Thank you, Maryknits513!

That's what I'm talking about, LOL!


----------



## sross512004 (Mar 4, 2011)

Maryknits513 said:


> Brother carriage buttons:
> Part. needles in B position don't knit
> Tuck. Tuck
> Hold. Needles in upper working position don't knit
> ...


What about the levers on the sides?


----------



## helenr1 (Jan 7, 2013)

Ooops, Sue! Thanks for mentioning those.  

I was so excited to see that info, I completely forgot about those side levers and the ribber carriage settings as well!


----------



## Maryknits513 (Feb 12, 2011)

sross512004 said:


> What about the levers on the sides?


There aren't any levers on the side. The buttons on the top of the carriage do the same thing as the levers on the sides of other models do.

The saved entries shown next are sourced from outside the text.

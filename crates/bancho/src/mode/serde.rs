//! Trait implementations for the [`serde`] crate.

use serde::{Deserialize, Deserializer, de};

use super::GameMode;

impl<'de> Deserialize<'de> for GameMode
{
	fn deserialize<D>(deserializer: D) -> Result<Self, D::Error>
	where
		D: Deserializer<'de>,
	{
		#[derive(Debug, Deserialize)]
		#[serde(untagged)]
		enum Helper
		{
			U8(u8),
			Str(Box<str>),
		}

		Helper::deserialize(deserializer).and_then(|value| match value {
			Helper::U8(value) => Self::try_from(value).map_err(de::Error::custom),
			Helper::Str(value) => value.parse::<Self>().map_err(de::Error::custom),
		})
	}
}
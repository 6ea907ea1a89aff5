use std::io;
use std::path::{Path, PathBuf};

use bancho::{GameMode, MapMode};
use rosu_pp::any::PerformanceAttributes;
use rosu_pp::{Beatmap, Performance};

use super::{PerformanceCalculator, PlayInput, Source};
use crate::ids::MapId;

/// An error returned by [`RosuCalculator`].
#[derive(Debug, Display, Error)]
pub enum CalculatorError
{
	#[display("failed to read beatmap file at {path:?}")]
	ReadBeatmap
	{
		path: PathBuf, source: io::Error
	},
}

/// A [`PerformanceCalculator`] backed by [`rosu_pp`].
///
/// Beatmaps are read from `<directory>/<id>.osu`, the layout bancho.py uses for its beatmap
/// cache.
#[derive(Debug, Clone)]
pub struct RosuCalculator
{
	directory: Box<Path>,
}

impl RosuCalculator
{
	pub fn new(directory: impl Into<Box<Path>>) -> Self
	{
		Self { directory: directory.into() }
	}

	pub fn beatmap_path(&self, map_id: MapId) -> PathBuf
	{
		self.directory.join(format!("{map_id}.osu"))
	}
}

impl PerformanceCalculator for RosuCalculator
{
	type Beatmap = Beatmap;
	type Attributes = PerformanceAttributes;
	type Error = CalculatorError;

	fn load(&self, map_id: MapId, _map_md5: &str) -> Result<Option<Self::Beatmap>, Self::Error>
	{
		let path = self.beatmap_path(map_id);

		match Beatmap::from_path(&path) {
			Ok(beatmap) => Ok(Some(beatmap)),
			Err(error) if error.kind() == io::ErrorKind::NotFound => Ok(None),
			Err(source) => Err(CalculatorError::ReadBeatmap { path, source }),
		}
	}

	fn calculate(
		&self,
		source: Source<'_, Self::Beatmap, Self::Attributes>,
		mode: GameMode,
		play: &PlayInput,
	) -> Result<Self::Attributes, Self::Error>
	{
		let performance = match source {
			Source::Beatmap(beatmap) => Performance::new(beatmap),
			Source::Attributes(attributes) => Performance::new(attributes.clone()),
		};

		let attributes = performance
			.mode_or_ignore(convert_mode(mode.map_mode()))
			.mods(play.mods)
			.combo(play.combo)
			.n_geki(play.hits.geki)
			.n300(play.hits.n300)
			.n_katu(play.hits.katu)
			.n100(play.hits.n100)
			.n50(play.hits.n50)
			.misses(play.hits.misses)
			.calculate();

		Ok(attributes)
	}

	fn performance(attributes: &Self::Attributes) -> f64
	{
		attributes.pp()
	}
}

fn convert_mode(mode: MapMode) -> rosu_pp::model::mode::GameMode
{
	match mode {
		MapMode::Osu => rosu_pp::model::mode::GameMode::Osu,
		MapMode::Taiko => rosu_pp::model::mode::GameMode::Taiko,
		MapMode::Catch => rosu_pp::model::mode::GameMode::Catch,
		MapMode::Mania => rosu_pp::model::mode::GameMode::Mania,
	}
}
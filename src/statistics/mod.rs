//! Per-user statistics.
//!
//! Statistics are split into tiers that can be recomputed independently of each other:
//!
//! - performance: weighted pp and accuracy of the picked plays
//! - lifetime: total score, play time and grade counts of all plays
//! - ranked: total score of the picked plays on ranked and approved beatmaps

use bancho::GameMode;

use crate::database::{DatabaseResult, Pool};
use crate::filter::Filter;
use crate::ids::{ScoreId, UserId};
use crate::query;

pub mod summary;
pub use summary::{BestPlay, Summary};

/// Which tiers to recompute.
#[derive(Debug, Clone, Copy, PartialEq, Eq)]
pub struct Tiers
{
	pub performance: bool,
	pub lifetime: bool,
	pub ranked: bool,
}

impl Tiers
{
	pub const ALL: Self = Self { performance: true, lifetime: true, ranked: true };
	pub const NONE: Self = Self { performance: false, lifetime: false, ranked: false };

	pub const fn is_empty(self) -> bool
	{
		!(self.performance || self.lifetime || self.ranked)
	}
}

impl Default for Tiers
{
	/// Only the performance tier.
	fn default() -> Self
	{
		Self { performance: true, ..Self::NONE }
	}
}

/// Recomputes the enabled `tiers` for every user and mode selected by `filter`.
///
/// Returns the number of affected rows; if no tier is enabled, nothing is executed.
#[instrument(skip(pool), err)]
pub async fn aggregate(pool: &Pool, filter: &Filter, tiers: Tiers) -> DatabaseResult<u64>
{
	let Some(sql) = query::aggregate_statistics(filter, tiers) else {
		debug!("no statistics tier enabled");
		return Ok(0);
	};

	let rows_affected = sql.query().execute(pool).await?.rows_affected();

	info!(rows_affected, "aggregated statistics");

	Ok(rows_affected)
}

/// The pp and accuracy currently stored for a user.
#[derive(Debug, Clone, Copy, PartialEq, sqlx::FromRow)]
pub struct StoredStatistics
{
	pub pp: u32,
	pub acc: f32,
}

/// A user's performance, computed from their picked plays and as currently stored.
#[derive(Debug, Clone, Copy, PartialEq)]
pub struct Profile
{
	pub computed: Summary,
	pub stored: Option<StoredStatistics>,
}

#[derive(Debug, sqlx::FromRow)]
struct PickedRow
{
	id: ScoreId,
	pp: f32,
	acc: f32,
}

/// Computes the performance tier of a single user without writing anything.
#[instrument(skip(pool), err)]
pub async fn profile(pool: &Pool, user_id: UserId, mode: GameMode) -> DatabaseResult<Profile>
{
	let plays = query::picked_plays(user_id, mode)
		.query_as::<PickedRow>()
		.fetch_all(pool)
		.await?
		.into_iter()
		.map(|row| BestPlay { id: row.id, pp: f64::from(row.pp), accuracy: f64::from(row.acc) })
		.collect::<Vec<_>>();

	let stored = query::stored_statistics(user_id, mode)
		.query_as::<StoredStatistics>()
		.fetch_optional(pool)
		.await?;

	Ok(Profile { computed: summary::summarize(&plays), stored })
}

#[cfg(test)]
mod tests
{
	use super::Tiers;

	#[test]
	fn tiers()
	{
		assert!(Tiers::NONE.is_empty());
		assert!(!Tiers::ALL.is_empty());
		assert!(!Tiers::default().is_empty());
		assert!(!Tiers { ranked: true, ..Tiers::NONE }.is_empty());
	}
}
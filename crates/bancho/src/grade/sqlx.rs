//! Trait implementations for the [`sqlx`] crate.
//!
//! Grades are stored as `VARCHAR(2)`.

use sqlx::Database;
use sqlx::encode::IsNull;

use super::Grade;

impl<DB> sqlx::Type<DB> for Grade
where
	DB: Database,
	str: sqlx::Type<DB>,
{
	fn type_info() -> <DB as Database>::TypeInfo
	{
		<str as sqlx::Type<DB>>::type_info()
	}

	fn compatible(ty: &<DB as Database>::TypeInfo) -> bool
	{
		<str as sqlx::Type<DB>>::compatible(ty)
	}
}

impl<'q, DB> sqlx::Encode<'q, DB> for Grade
where
	DB: Database,
	&'q str: sqlx::Encode<'q, DB>,
{
	fn encode_by_ref(
		&self,
		buf: &mut <DB as Database>::ArgumentBuffer<'q>,
	) -> Result<IsNull, Box<dyn std::error::Error + Send + Sync>>
	{
		<&'q str as sqlx::Encode<'q, DB>>::encode_by_ref(&self.as_str(), buf)
	}
}

impl<'r, DB> sqlx::Decode<'r, DB> for Grade
where
	DB: Database,
	&'r str: sqlx::Decode<'r, DB>,
{
	fn decode(
		value: <DB as Database>::ValueRef<'r>,
	) -> Result<Self, Box<dyn std::error::Error + Send + Sync>>
	{
		<&'r str as sqlx::Decode<'r, DB>>::decode(value)?
			.parse()
			.map_err(Into::into)
	}
}
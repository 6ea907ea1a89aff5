use std::num::NonZero;

use color_eyre::Section;
use color_eyre::eyre::{self, OptionExt};
use nyamatrix::database::ConnectOptions;
use serde::{Deserialize, Deserializer};
use url::Url;

#[derive(Debug, Default, Deserialize)]
#[serde(default, deny_unknown_fields, rename_all = "kebab-case")]
pub(crate) struct DatabaseConfig
{
	pub url: Option<Url>,

	#[serde(deserialize_with = "deserialize_option_u32")]
	pub min_connections: Option<NonZero<u32>>,

	#[serde(deserialize_with = "deserialize_option_u32")]
	pub max_connections: Option<NonZero<u32>>,
}

impl DatabaseConfig
{
	/// `workers` is the number of groups that may be written at the same time.
	pub(crate) fn connect_options(&self, workers: NonZero<usize>) -> eyre::Result<ConnectOptions<'_>>
	{
		let url = self
			.url
			.as_ref()
			.ok_or_eyre("missing database URL")
			.suggestion("set `database.url` in the configuration file or pass `--database-url`")?;

		Ok(ConnectOptions::builder()
			.url(url)
			.maybe_min_connections(self.min_connections.map(NonZero::get))
			.maybe_max_connections(self.max_connections)
			.concurrent_writers(workers.get())
			.build())
	}
}

fn deserialize_option_u32<'de, D>(deserializer: D) -> Result<Option<NonZero<u32>>, D::Error>
where
	D: Deserializer<'de>,
{
	<Option<u32> as Deserialize<'de>>::deserialize(deserializer)
		.map(|maybe_num| maybe_num.and_then(NonZero::new))
}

I forgot to mention that Hold on Brother carriages is a slide lever, usually to the left of the handle. On some models, that lever would also set the carriage to knit intarsia. The others are push buttons on the center front of the carriage.


----------



## BlueRose64 (May 3, 2015)

Thank you for setting up this, page on Tips and Tricks,
It help so much, hope to read more tips and tricks soon.

Have a wonderful day.


----------



## susieknitter (Jul 14, 2011)

Read the manual that came with your machine, every word on every page.


----------



## Azzara (Jan 23, 2014)

susieknitter said:


> Read the manual that came with your machine, every word on every page.


 :thumbup:


----------